La coalition internationale a décrit les retranchés de Baghouz comme des militants "les plus endurcis" de l'EI.

Comme Ghalia Ali, les évacués sont souvent des proches de combattants de l'État islamique qui ont accompagné ces dernières années la retraite du groupe djihadiste, qui a progressivement perdu les terres conquises en 2014 en Syrie et en Irak pour son califat autoproclamé, jusqu'à son repli à Baghouz.

"Le monde de Dieu est grand. Le plus important, c'est que je ne retourne pas en France ou en Tunisie", déclare Ghalia Ali à Reuters. La vie dans ces deux pays, dit-elle, est devenue "impossible" du jour où elle a décidé de porter le voile intégral islamique, le niqab.

Rencontrée vendredi avec ses deux jeunes enfants à un poste de contrôle aux abords de Baghouz, Ghalia Ali dit ne rien savoir du sort de son mari syrien originaire de Lattaquié, un combattant de l'EI qui l'avait accompagnée jusqu'à Baghouz.

"Il est quelque part (...). Actuellement, je ne sais vraiment pas où", dit la jeune femme en faisant entendre un petit rire sous son voile.

Elle et ses enfants, une fille de presque trois ans et un garçon de 18 mois, se dirigent vers le camp d'al Hol dans le Nord-Est syrien contrôlé par les FDS.

"LES PRINCIPES DE LA VIE"

Les FDS n'excluent pas que des djihadistes aient pu s'échapper de Baghouz, dissimulés parmi les civils. Des avions de combat survolaient vendredi l'avancement de l'évacuation.

Ghalia Ali, entrée en Syrie par la Turquie, a vécu dans plusieurs endroits sous le "califat" de l'EI, notamment à Djarablous, reprise par les forces turques et leurs alliés syriens en 2016, et à Rakka, la "capitale" du califat, prise par les FDS en 2017.

La jeune mère de famille évoque sans amertume des derniers moments de l'EI vécus à Baghouz. "A Baghouz, en particulier au cours de la dernière période, j'ai peut-être appris tous les principes de la vie", déclare-t-elle.
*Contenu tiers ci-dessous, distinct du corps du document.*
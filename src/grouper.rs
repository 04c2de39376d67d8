//! Grouper entry point
//!
//! Holds the grouping configuration and exposes the one operation consumers
//! call: turning the current message list into display-ready groups. Designed
//! to be created once per thread view and reused across recomputations.

use std::collections::HashMap;

use crate::error::{Result, ThreadviewError};
use crate::partition;
use crate::types::{ChatMessage, DeliveryStatus, GrouperConfig, MessageGroup};

/// Partitions chronologically ordered message lists into visual groups.
///
/// `group` is a pure function of its arguments: no I/O, no shared state, no
/// suspension points. Callers recompute the full grouping on every mutation
/// of the message list and replace the previous result wholesale.
pub struct MessageGrouper {
    config: GrouperConfig,
}

impl MessageGrouper {
    /// Create a new grouper with default configuration
    pub fn new() -> Self {
        Self::with_config(GrouperConfig::default())
    }

    /// Create a new grouper with custom configuration
    pub fn with_config(config: GrouperConfig) -> Self {
        Self { config }
    }

    /// Get the current configuration
    pub fn config(&self) -> &GrouperConfig {
        &self.config
    }

    /// Partitions `messages` into ordered groups and annotates each message
    /// with its in-group position.
    ///
    /// The input must be sorted ascending by `created_at`; this is a caller
    /// precondition, not a checked error. Unsorted input still partitions
    /// mechanically by adjacency, with undefined grouping quality. Debug
    /// builds assert monotonicity, release builds log a warning.
    ///
    /// Calling this twice on the same input yields structurally identical
    /// output.
    pub fn group(&self, messages: &[ChatMessage], current_user_id: &str) -> Vec<MessageGroup> {
        if self.config.enable_debug_logging {
            tracing::debug!(
                "Grouping {} messages (current user: {})",
                messages.len(),
                current_user_id
            );
        }

        debug_assert!(
            first_unsorted_index(messages).is_none(),
            "message list handed to group() is not sorted by created_at"
        );
        if let Some(index) = first_unsorted_index(messages) {
            tracing::warn!("Message list is not sorted by created_at (index {index})");
        }

        partition::partition_messages(messages, current_user_id, &self.config)
    }

    /// Checks the caller-side invariants of a message list: timestamps sorted
    /// ascending, and no sender's delivery status stepping back down the
    /// ladder chronologically (no `Sent` after a `Seen` from the same
    /// sender).
    ///
    /// Intended for integration tests and debug tooling; `group` never runs
    /// these checks on its own.
    pub fn validate_thread(&self, messages: &[ChatMessage]) -> Result<()> {
        if let Some(index) = first_unsorted_index(messages) {
            return Err(ThreadviewError::UnsortedInput { index });
        }

        let mut latest_status: HashMap<Option<&str>, DeliveryStatus> = HashMap::new();
        for (index, message) in messages.iter().enumerate() {
            let key = message.sender.as_ref().map(|s| s.id.as_str());
            if let Some(previous) = latest_status.get(&key)
                && message.status < *previous
            {
                return Err(ThreadviewError::StatusRegression { index });
            }
            latest_status.insert(key, message.status);
        }

        Ok(())
    }
}

impl Default for MessageGrouper {
    fn default() -> Self {
        Self::new()
    }
}

/// Index of the first message older than its predecessor, if any.
fn first_unsorted_index(messages: &[ChatMessage]) -> Option<usize> {
    messages
        .windows(2)
        .position(|pair| pair[1].created_at < pair[0].created_at)
        .map(|i| i + 1)
}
Ce fut le point final d'un voyage commencé en Tunisie après les manifestations de la "révolution de jasmin" de 2011, prémices des soulèvements arabes, qui ont fait tomber les dirigeants libyen, égyptien et yéménite et induit la guerre en Syrie.
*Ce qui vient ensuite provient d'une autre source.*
//! Core grouping logic
//!
//! Implements the stateless partitioning pass that turns a chronologically
//! ordered message list into MessageGroup values: runs of adjacent messages
//! from the same party are collected, each message is tagged with its
//! in-group position, and group-level display metadata is derived.

use crate::authorship::{Authorship, classify, same_party};
use crate::types::{ChatMessage, GroupPosition, GroupedMessage, GrouperConfig, MessageGroup};

/// Partitions `messages` into groups.
///
/// The input is consumed by adjacency in order; the concatenation of the
/// returned groups' messages reconstructs the input exactly.
pub(crate) fn partition_messages(
    messages: &[ChatMessage],
    current_user_id: &str,
    config: &GrouperConfig,
) -> Vec<MessageGroup> {
    if messages.is_empty() {
        return Vec::new();
    }

    let mut groups: Vec<MessageGroup> = Vec::new();
    let mut run: Vec<&ChatMessage> = vec![&messages[0]];

    for pair in messages.windows(2) {
        let (prev, next) = (&pair[0], &pair[1]);

        if extends_run(prev, next, current_user_id, config) {
            run.push(next);
        } else {
            groups.push(build_group(&run, current_user_id));
            run = vec![next];
        }
    }
    groups.push(build_group(&run, current_user_id));

    if config.enable_debug_logging {
        tracing::debug!(
            "Partitioned {} messages into {} groups",
            messages.len(),
            groups.len()
        );
    }

    groups
}

/// Whether `next` continues the run ending at `prev`: the two must resolve to
/// compatible parties and, when a max gap is configured, lie close enough in
/// time.
fn extends_run(
    prev: &ChatMessage,
    next: &ChatMessage,
    current_user_id: &str,
    config: &GrouperConfig,
) -> bool {
    if !same_party(prev, next, current_user_id) {
        return false;
    }

    match config.max_gap {
        Some(max_gap) => {
            // Unsorted input yields a negative delta; to_std then fails and
            // the gap is treated as zero, keeping partitioning mechanical.
            let elapsed = (next.created_at - prev.created_at)
                .to_std()
                .unwrap_or_default();
            elapsed <= max_gap
        }
        None => true,
    }
}

/// Builds one group from a non-empty run of adjacent messages.
fn build_group(run: &[&ChatMessage], current_user_id: &str) -> MessageGroup {
    debug_assert!(!run.is_empty(), "group runs are never empty");

    let authorship = group_authorship(run, current_user_id);
    let is_self = authorship.is_current_user();

    let first = run[0];
    let last = run[run.len() - 1];
    let sender = run.iter().find_map(|m| m.sender.clone());

    let messages = run
        .iter()
        .enumerate()
        .map(|(index, message)| GroupedMessage {
            message: (*message).clone(),
            position: GroupPosition::from_index(index, run.len()),
        })
        .collect();

    MessageGroup {
        authorship,
        sender,
        date: first.created_at,
        status: last.status,
        messages,
        show_avatar: !is_self,
        show_footer: is_self,
        show_sender_name: !is_self,
    }
}

/// Classification shared by a run: the first sender-carrying message decides;
/// a run of only system messages stays System.
fn group_authorship(run: &[&ChatMessage], current_user_id: &str) -> Authorship {
    run.iter()
        .map(|m| classify(m, current_user_id))
        .find(|class| *class != Authorship::System)
        .unwrap_or(Authorship::System)
}

#[cfg(test)]
mod tests {
    use super::*;
    use crate::types::{DeliveryStatus, Sender, SenderRole};
    use chrono::{TimeZone, Utc};
    use std::time::Duration;

    fn message(id: &str, sender: Option<Sender>, secs: i64) -> ChatMessage {
        ChatMessage {
            id: id.to_string(),
            sender,
            content: vec![],
            created_at: Utc.timestamp_opt(secs, 0).unwrap(),
            status: DeliveryStatus::Sent,
        }
    }

    fn customer(id: &str, who: &str, secs: i64) -> ChatMessage {
        message(id, Some(Sender::new(who, SenderRole::Customer)), secs)
    }

    #[test]
    fn test_empty_input_yields_no_groups() {
        let groups = partition_messages(&[], "me", &GrouperConfig::default());
        assert!(groups.is_empty());
    }

    #[test]
    fn test_single_run_single_group() {
        let messages = vec![
            customer("m1", "alice", 0),
            customer("m2", "alice", 1),
            customer("m3", "alice", 2),
        ];

        let groups = partition_messages(&messages, "me", &GrouperConfig::default());

        assert_eq!(groups.len(), 1);
        assert_eq!(groups[0].len(), 3);
    }

    #[test]
    fn test_sender_switch_breaks_run() {
        let messages = vec![
            customer("m1", "alice", 0),
            customer("m2", "bob", 1),
            customer("m3", "alice", 2),
        ];

        let groups = partition_messages(&messages, "me", &GrouperConfig::default());

        assert_eq!(groups.len(), 3);
        for group in &groups {
            assert_eq!(group.messages[0].position, GroupPosition::Single);
        }
    }

    #[test]
    fn test_no_gap_break_by_default() {
        // An hour of silence does not split a run when max_gap is unset.
        let messages = vec![customer("m1", "alice", 0), customer("m2", "alice", 3600)];

        let groups = partition_messages(&messages, "me", &GrouperConfig::default());
        assert_eq!(groups.len(), 1);
    }

    #[test]
    fn test_max_gap_breaks_run() {
        let config = GrouperConfig {
            max_gap: Some(Duration::from_secs(300)),
            ..Default::default()
        };
        let messages = vec![
            customer("m1", "alice", 0),
            customer("m2", "alice", 200),
            customer("m3", "alice", 600),
        ];

        let groups = partition_messages(&messages, "me", &config);

        assert_eq!(groups.len(), 2);
        assert_eq!(groups[0].len(), 2);
        assert_eq!(groups[1].len(), 1);
    }

    #[test]
    fn test_gap_exactly_at_threshold_keeps_run() {
        let config = GrouperConfig {
            max_gap: Some(Duration::from_secs(300)),
            ..Default::default()
        };
        let messages = vec![customer("m1", "alice", 0), customer("m2", "alice", 300)];

        let groups = partition_messages(&messages, "me", &config);
        assert_eq!(groups.len(), 1);
    }

    #[test]
    fn test_system_run_keeps_system_authorship() {
        let messages = vec![message("m1", None, 0), message("m2", None, 1)];

        let groups = partition_messages(&messages, "me", &GrouperConfig::default());

        assert_eq!(groups.len(), 1);
        assert_eq!(groups[0].authorship, Authorship::System);
        assert!(groups[0].sender.is_none());
        assert!(groups[0].show_avatar);
        assert!(!groups[0].show_footer);
    }

    #[test]
    fn test_system_then_agent_adopts_agent_sender() {
        let messages = vec![
            message("m1", None, 0),
            message("m2", Some(Sender::new("bob", SenderRole::Agent)), 1),
        ];

        let groups = partition_messages(&messages, "me", &GrouperConfig::default());

        assert_eq!(groups.len(), 1);
        assert_eq!(groups[0].authorship, Authorship::Agent);
        assert_eq!(groups[0].sender.as_ref().map(|s| s.id.as_str()), Some("bob"));
    }

    #[test]
    fn test_group_date_and_status_fields() {
        let mut first = customer("m1", "me", 10);
        let mut last = customer("m2", "me", 20);
        first.status = DeliveryStatus::Seen;
        last.status = DeliveryStatus::Delivered;

        let groups = partition_messages(&[first, last], "me", &GrouperConfig::default());

        assert_eq!(groups.len(), 1);
        assert_eq!(groups[0].date, Utc.timestamp_opt(10, 0).unwrap());
        assert_eq!(groups[0].status, DeliveryStatus::Delivered);
        assert!(groups[0].show_footer);
        assert!(!groups[0].show_avatar);
        assert!(!groups[0].show_sender_name);
    }
}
A l'époque du régime du président tunisien Zine al Abidine Ben Ali, "la contrainte était très dure sur les musulmans", déclare Ghalia Ali. Elle-même n'était alors pas particulièrement pieuse. Quelque chose a changé quand elle a vu des Libyennes voilées arriver à Tunis après le soulèvement contre Mouammar Kadhafi.

"J'ai vu une femme portant le niqab. J'avais peur car c'était quelque chose d'étrange à Tunis", raconte Ghalia Ali.

Elle a néanmoins fini par prendre le voile. Elle dit avoir alors rencontré des difficultés pour poursuivre ses études à l'Institut français de Tunis ainsi qu'à Toulouse en France, où le port du voile intégral est interdit dans l'espace public parce qu'il dissimule le visage.

Accompagnée par sa mère, Ghalia Ali a alors rejoint l'EI en Syrie, conquise par l'une de ses vidéos de propagande.

Elle dit avoir été reniée par son frère, qui sert dans l'armée française, membre de la coalition internationale qui soutient les FDS.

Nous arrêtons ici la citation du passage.